*** Opening of Given records ***

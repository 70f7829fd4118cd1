//! Configuration types for polybet

use rust_decimal::Decimal;
use serde::Deserialize;

use crate::error::AnalysisError;

/// Root configuration structure
#[derive(Debug, Clone, Deserialize)]
pub struct Config {
    #[serde(default)]
    pub gamma: GammaConfig,
    #[serde(default)]
    pub clob: ClobConfig,
    #[serde(default)]
    pub odds_api: OddsApiConfig,
    #[serde(default)]
    pub pricing: PricingConfig,
    #[serde(default)]
    pub gate: GateConfig,
    #[serde(default)]
    pub sizing: SizingConfig,
    #[serde(default)]
    pub telemetry: TelemetryConfig,
}

/// Gamma API configuration
#[derive(Debug, Clone, Deserialize)]
pub struct GammaConfig {
    #[serde(default = "default_gamma_url")]
    pub base_url: String,
    #[serde(default = "default_timeout_secs")]
    pub timeout_secs: u64,
    /// Attempts per request including the first one
    #[serde(default = "default_max_attempts")]
    pub max_attempts: u32,
    /// Results per type requested from /public-search
    #[serde(default = "default_search_limit")]
    pub search_limit: u32,
}

fn default_gamma_url() -> String {
    "https://gamma-api.polymarket.com".to_string()
}
fn default_timeout_secs() -> u64 {
    10
}
fn default_max_attempts() -> u32 {
    5
}
fn default_search_limit() -> u32 {
    5
}

impl Default for GammaConfig {
    fn default() -> Self {
        Self {
            base_url: default_gamma_url(),
            timeout_secs: default_timeout_secs(),
            max_attempts: default_max_attempts(),
            search_limit: default_search_limit(),
        }
    }
}

/// CLOB read adapter configuration
#[derive(Debug, Clone, Deserialize)]
pub struct ClobConfig {
    /// Hydrate quotes and fees from the CLOB
    #[serde(default)]
    pub enabled: bool,
    #[serde(default = "default_clob_url")]
    pub base_url: String,
    #[serde(default = "default_timeout_secs")]
    pub timeout_secs: u64,
    #[serde(default = "default_clob_attempts")]
    pub max_attempts: u32,
}

fn default_clob_url() -> String {
    "https://clob.polymarket.com".to_string()
}
fn default_clob_attempts() -> u32 {
    4
}

impl Default for ClobConfig {
    fn default() -> Self {
        Self {
            enabled: false,
            base_url: default_clob_url(),
            timeout_secs: default_timeout_secs(),
            max_attempts: default_clob_attempts(),
        }
    }
}

/// Environment variable consulted when `odds_api.api_key` is unset
pub const ODDS_API_KEY_ENV: &str = "ODDS_API_KEY";

/// The Odds API configuration, used for reference odds
#[derive(Debug, Clone, Deserialize)]
pub struct OddsApiConfig {
    /// API key; falls back to `ODDS_API_KEY`, disabled when neither is set
    #[serde(default)]
    pub api_key: Option<String>,
    #[serde(default = "default_odds_api_url")]
    pub base_url: String,
    /// Bookmaker regions, comma separated
    #[serde(default = "default_odds_regions")]
    pub regions: String,
    #[serde(default = "default_timeout_secs")]
    pub timeout_secs: u64,
    #[serde(default = "default_odds_attempts")]
    pub max_attempts: u32,
    /// Bookmakers averaged into the reference probability
    #[serde(default = "default_max_bookmakers")]
    pub max_bookmakers: usize,
}

fn default_odds_api_url() -> String {
    "https://api.the-odds-api.com/v4".to_string()
}
fn default_odds_regions() -> String {
    "eu,us".to_string()
}
fn default_odds_attempts() -> u32 {
    3
}
fn default_max_bookmakers() -> usize {
    5
}

impl Default for OddsApiConfig {
    fn default() -> Self {
        Self {
            api_key: None,
            base_url: default_odds_api_url(),
            regions: default_odds_regions(),
            timeout_secs: default_timeout_secs(),
            max_attempts: default_odds_attempts(),
            max_bookmakers: default_max_bookmakers(),
        }
    }
}

impl OddsApiConfig {
    /// Configured key, else the environment; blank keys count as absent
    pub fn api_key(&self) -> Option<String> {
        self.api_key
            .clone()
            .or_else(|| std::env::var(ODDS_API_KEY_ENV).ok())
            .map(|key| key.trim().to_string())
            .filter(|key| !key.is_empty())
    }
}

/// How the de-vigged price and the reference are combined
#[derive(Debug, Clone, Copy, Deserialize, PartialEq, Eq, Default)]
#[serde(rename_all = "snake_case")]
pub enum BlendMode {
    #[default]
    Weighted,
    MarketOnly,
}

/// Fair probability configuration
#[derive(Debug, Clone, Deserialize)]
pub struct PricingConfig {
    #[serde(default)]
    pub blend_mode: BlendMode,
    /// Weight of the de-vigged market price in the blend
    #[serde(default = "default_blend_weight")]
    pub blend_weight: Decimal,
    /// Spread at or below which quotes count as tight
    #[serde(default = "default_confidence_spread_max")]
    pub confidence_spread_max: Decimal,
    /// Liquidity at or above which the market counts as deep
    #[serde(default = "default_confidence_liquidity_min")]
    pub confidence_liquidity_min: Decimal,
}

fn default_blend_weight() -> Decimal {
    Decimal::new(7, 1) // 0.7
}
fn default_confidence_spread_max() -> Decimal {
    Decimal::new(2, 2) // 0.02
}
fn default_confidence_liquidity_min() -> Decimal {
    Decimal::new(10_000, 0)
}

impl Default for PricingConfig {
    fn default() -> Self {
        Self {
            blend_mode: BlendMode::Weighted,
            blend_weight: default_blend_weight(),
            confidence_spread_max: default_confidence_spread_max(),
            confidence_liquidity_min: default_confidence_liquidity_min(),
        }
    }
}

/// Edge gate thresholds
#[derive(Debug, Clone, Deserialize)]
pub struct GateConfig {
    /// Minimum expected value per unit stake
    #[serde(default = "default_ev_min")]
    pub ev_min: Decimal,
    /// Minimum market liquidity in USD
    #[serde(default = "default_liq_min")]
    pub liq_min: Decimal,
    /// Maximum bid/ask spread
    #[serde(default = "default_spread_max")]
    pub spread_max: Decimal,
}

fn default_ev_min() -> Decimal {
    Decimal::new(2, 2) // 0.02
}
fn default_liq_min() -> Decimal {
    Decimal::new(2_000, 0)
}
fn default_spread_max() -> Decimal {
    Decimal::new(5, 2) // 0.05
}

impl Default for GateConfig {
    fn default() -> Self {
        Self {
            ev_min: default_ev_min(),
            liq_min: default_liq_min(),
            spread_max: default_spread_max(),
        }
    }
}

/// Position sizing configuration
#[derive(Debug, Clone, Deserialize)]
pub struct SizingConfig {
    /// Fraction of full Kelly to bet (0.25 = quarter Kelly)
    #[serde(default = "default_kelly_scale")]
    pub kelly_scale: Decimal,
    /// Maximum single bet as a fraction of bankroll
    #[serde(default = "default_max_bet_pct")]
    pub max_bet_pct: Decimal,
    /// Maximum total daily exposure as a fraction of bankroll
    #[serde(default = "default_max_daily_exposure_pct")]
    pub max_daily_exposure_pct: Decimal,
    /// Bankroll used when none is given on the command line
    #[serde(default = "default_bankroll")]
    pub default_bankroll: Decimal,
}

fn default_kelly_scale() -> Decimal {
    Decimal::new(25, 2) // 0.25
}
fn default_max_bet_pct() -> Decimal {
    Decimal::new(1, 2) // 0.01
}
fn default_max_daily_exposure_pct() -> Decimal {
    Decimal::new(5, 2) // 0.05
}
fn default_bankroll() -> Decimal {
    Decimal::new(5_000, 0)
}

impl Default for SizingConfig {
    fn default() -> Self {
        Self {
            kelly_scale: default_kelly_scale(),
            max_bet_pct: default_max_bet_pct(),
            max_daily_exposure_pct: default_max_daily_exposure_pct(),
            default_bankroll: default_bankroll(),
        }
    }
}

/// Log output format
#[derive(Debug, Clone, Copy, Deserialize, PartialEq, Eq, Default)]
#[serde(rename_all = "lowercase")]
pub enum LogFormat {
    /// Human-readable format
    #[default]
    Pretty,
    /// JSON format for log aggregation
    Json,
}

/// Telemetry configuration
#[derive(Debug, Clone, Deserialize)]
pub struct TelemetryConfig {
    #[serde(default = "default_log_level")]
    pub log_level: String,
    #[serde(default)]
    pub log_format: LogFormat,
    /// Prometheus listener port, disabled when absent
    #[serde(default)]
    pub metrics_port: Option<u16>,
}

fn default_log_level() -> String {
    "warn".to_string()
}

impl Default for TelemetryConfig {
    fn default() -> Self {
        Self {
            log_level: default_log_level(),
            log_format: LogFormat::Pretty,
            metrics_port: None,
        }
    }
}

impl Default for Config {
    fn default() -> Self {
        Self {
            gamma: GammaConfig::default(),
            clob: ClobConfig::default(),
            odds_api: OddsApiConfig::default(),
            pricing: PricingConfig::default(),
            gate: GateConfig::default(),
            sizing: SizingConfig::default(),
            telemetry: TelemetryConfig::default(),
        }
    }
}

impl Config {
    /// Load configuration from a TOML file
    pub fn load(path: impl AsRef<std::path::Path>) -> anyhow::Result<Self> {
        let content = std::fs::read_to_string(path)?;
        Self::from_toml_str(&content)
    }

    /// Parse and validate configuration from TOML text
    pub fn from_toml_str(content: &str) -> anyhow::Result<Self> {
        let config: Config = toml::from_str(content)?;
        config.validate()?;
        Ok(config)
    }

    /// Check every threshold is inside its domain
    pub fn validate(&self) -> Result<(), AnalysisError> {
        let zero = Decimal::ZERO;
        let one = Decimal::ONE;

        check(
            self.pricing.blend_weight >= zero && self.pricing.blend_weight <= one,
            "pricing.blend_weight must be in [0, 1]",
        )?;
        check(
            self.pricing.confidence_spread_max >= zero,
            "pricing.confidence_spread_max must be >= 0",
        )?;
        check(
            self.pricing.confidence_liquidity_min >= zero,
            "pricing.confidence_liquidity_min must be >= 0",
        )?;
        check(self.gate.ev_min >= zero, "gate.ev_min must be >= 0")?;
        check(self.gate.liq_min >= zero, "gate.liq_min must be >= 0")?;
        check(
            self.gate.spread_max >= zero && self.gate.spread_max <= one,
            "gate.spread_max must be in [0, 1]",
        )?;
        check(
            self.sizing.kelly_scale > zero && self.sizing.kelly_scale <= one,
            "sizing.kelly_scale must be in (0, 1]",
        )?;
        check(
            self.sizing.max_bet_pct > zero && self.sizing.max_bet_pct <= one,
            "sizing.max_bet_pct must be in (0, 1]",
        )?;
        check(
            self.sizing.max_daily_exposure_pct >= zero && self.sizing.max_daily_exposure_pct <= one,
            "sizing.max_daily_exposure_pct must be in [0, 1]",
        )?;
        check(
            self.sizing.default_bankroll > zero,
            "sizing.default_bankroll must be > 0",
        )?;
        check(self.gamma.max_attempts > 0, "gamma.max_attempts must be > 0")?;
        check(self.clob.max_attempts > 0, "clob.max_attempts must be > 0")?;
        check(
            self.odds_api.max_attempts > 0,
            "odds_api.max_attempts must be > 0",
        )?;
        check(
            self.odds_api.max_bookmakers > 0,
            "odds_api.max_bookmakers must be > 0",
        )?;
        Ok(())
    }
}

fn check(ok: bool, message: &str) -> Result<(), AnalysisError> {
    if ok {
        Ok(())
    } else {
        Err(AnalysisError::Configuration(message.to_string()))
    }
}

*** Close of Given records ***

▶ What needs to be done:
Filtering the entries above by the word "GateConfig", copy each line that matches.

▶ The answer:
    pub gate: GateConfig,
pub struct GateConfig {
impl Default for GateConfig {
            gate: GateConfig::default(),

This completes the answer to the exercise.